Voici les choix stratégiques souvent réalisés :
- s’occuper des « master data » (référentiel) avant de se lancer sur d’autres sujets,
- commencer par les données les plus couramment utilisées,
- poser la question aux métiers, la logique est la suivante : « le métier est le client interne d’un projet DQ, le projet doit donc traiter ses problématiques »,
- démarrer par le retour des utilisateurs sur la qualité des rapports BI,
- etc.
Nous avions donné la définition suivante de la DQ :
La qualité des données est un jugement concernant l’utilité des données, dans un contexte donné, souvent du point de vue d’un processus métier…

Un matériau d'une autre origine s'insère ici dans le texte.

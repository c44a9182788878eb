//! Core types for branchbook-updater
//!
//! ## Error Management
//!
//! - [`UpdateError`] - every failure mode of the update coordinator, with an
//!   [`ErrorKind`] telling transient, validation, conflict and fatal apart
//! - [`ErrorContext`] - user-facing wrapper with details and a suggestion
//! - [`user_friendly_error`] - turn any `anyhow::Error` into an [`ErrorContext`]
//!
//! ```rust,no_run
//! use branchbook_updater::core::{UpdateError, user_friendly_error};
//!
//! let err = anyhow::Error::new(UpdateError::AlreadyDownloading);
//! user_friendly_error(err).display();
//! ```

pub mod error;

pub use error::{ErrorContext, ErrorKind, UpdateError, user_friendly_error};
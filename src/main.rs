//! branchbook-updater CLI entry point
//!
//! Parses arguments, installs logging and runs one command. Errors are shown
//! with context and a suggestion, and the process exits with status 1.
//!
//! The CLI mirrors the updater API:
//! - `status` - app version, session and pending install choice
//! - `check` - ask the registry for a newer build
//! - `download` - fetch the installer with a progress bar
//! - `install` / `schedule` - install now, on close or on next launch
//! - `hook` - lifecycle entry points for the host application
//! - `watch` - periodic background checks

use anyhow::Result;
use branchbook_updater::cli;
use branchbook_updater::core::error::user_friendly_error;
use clap::Parser;

#[tokio::main]
async fn main() -> Result<()> {
    let cli = cli::Cli::parse();

    #[cfg(windows)]
    colored::control::set_virtual_terminal(true).ok();

    match cli.execute().await {
        Ok(()) => Ok(()),
        Err(e) => {
            let error_ctx = user_friendly_error(e);
            error_ctx.display();
            std::process::exit(1);
        }
    }
}
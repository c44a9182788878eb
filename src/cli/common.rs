//! Shared context and output helpers for CLI commands

use anyhow::{Context, Result, anyhow};
use colored::Colorize;
use std::path::PathBuf;
use std::sync::Arc;

use crate::config::GlobalConfig;
use crate::upgrade::{ActionResult, LifecycleOutcome, Updater};
use crate::utils::platform::get_data_dir;

/// Everything a command needs: the loaded config and a ready updater.
pub struct CommandContext {
    pub config: GlobalConfig,
    pub data_dir: PathBuf,
    pub updater: Arc<Updater>,
}

impl CommandContext {
    /// Load the config (or defaults) and build an [`Updater`] from it.
    ///
    /// # Errors
    /// Returns an error if the config file exists but is invalid, or if the
    /// data directory cannot be resolved.
    pub async fn load(config_path: Option<PathBuf>) -> Result<Self> {
        let config = GlobalConfig::load_with_optional(config_path).await?;
        let data_dir = get_data_dir()?;
        let updater = Updater::from_config(&config, &data_dir)
            .context("Failed to initialize the updater")?;

        Ok(Self {
            config,
            data_dir,
            updater: Arc::new(updater),
        })
    }

    /// Context around an already-built updater.
    pub fn with_updater(config: GlobalConfig, data_dir: PathBuf, updater: Updater) -> Self {
        Self {
            config,
            data_dir,
            updater: Arc::new(updater),
        }
    }
}

/// Print `message` on success, or turn the failure into an error.
pub fn report_action(result: ActionResult, message: &str) -> Result<()> {
    if result.success {
        println!("{}", message.green());
        return Ok(());
    }
    Err(anyhow!(result.error.unwrap_or_else(|| "Operation did not complete".to_string())))
}

/// Print what a lifecycle hook did. Hooks never fail the command.
pub fn report_lifecycle(hook: &str, outcome: &LifecycleOutcome) {
    if let Some(path) = &outcome.launched {
        println!("{} {}", "Installer launched:".green(), path.display());
    }
    if let Some(error) = &outcome.error {
        eprintln!("{} {}", format!("{hook}:").yellow(), error);
    }
    if outcome.launched.is_none() && outcome.error.is_none() {
        println!("{}", format!("{hook}: nothing to install").dimmed());
    }
    if outcome.should_quit {
        println!("{}", "The application may quit now".cyan());
    }
}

Source : https://ithealth.io/definir-la-data-quality-notre-proposition/
…veut-il dire qu’il faut commencer par les avis d’utilisateurs ?
L’autre chemin
En réalité, voici ce qui se passe :
- Les « master data » sont souvent correctement gérés ou bien la valeur dans les processus fonctionnels est limité (il est fréquent que vous pensiez l’inverse mais c’est un biais tout à fait normal). Dit autrement, ce n’est pas forcément dérangeant pour la bonne exécution des processus métier.
- Les données les plus utilisées (de nature transactionnelle, du référentiel de master data ou de la nomenclature) concentrent souvent l’attention (et c’est une bonne chose) mais ce n’est pas toujours ce que va apporter plus de valeur.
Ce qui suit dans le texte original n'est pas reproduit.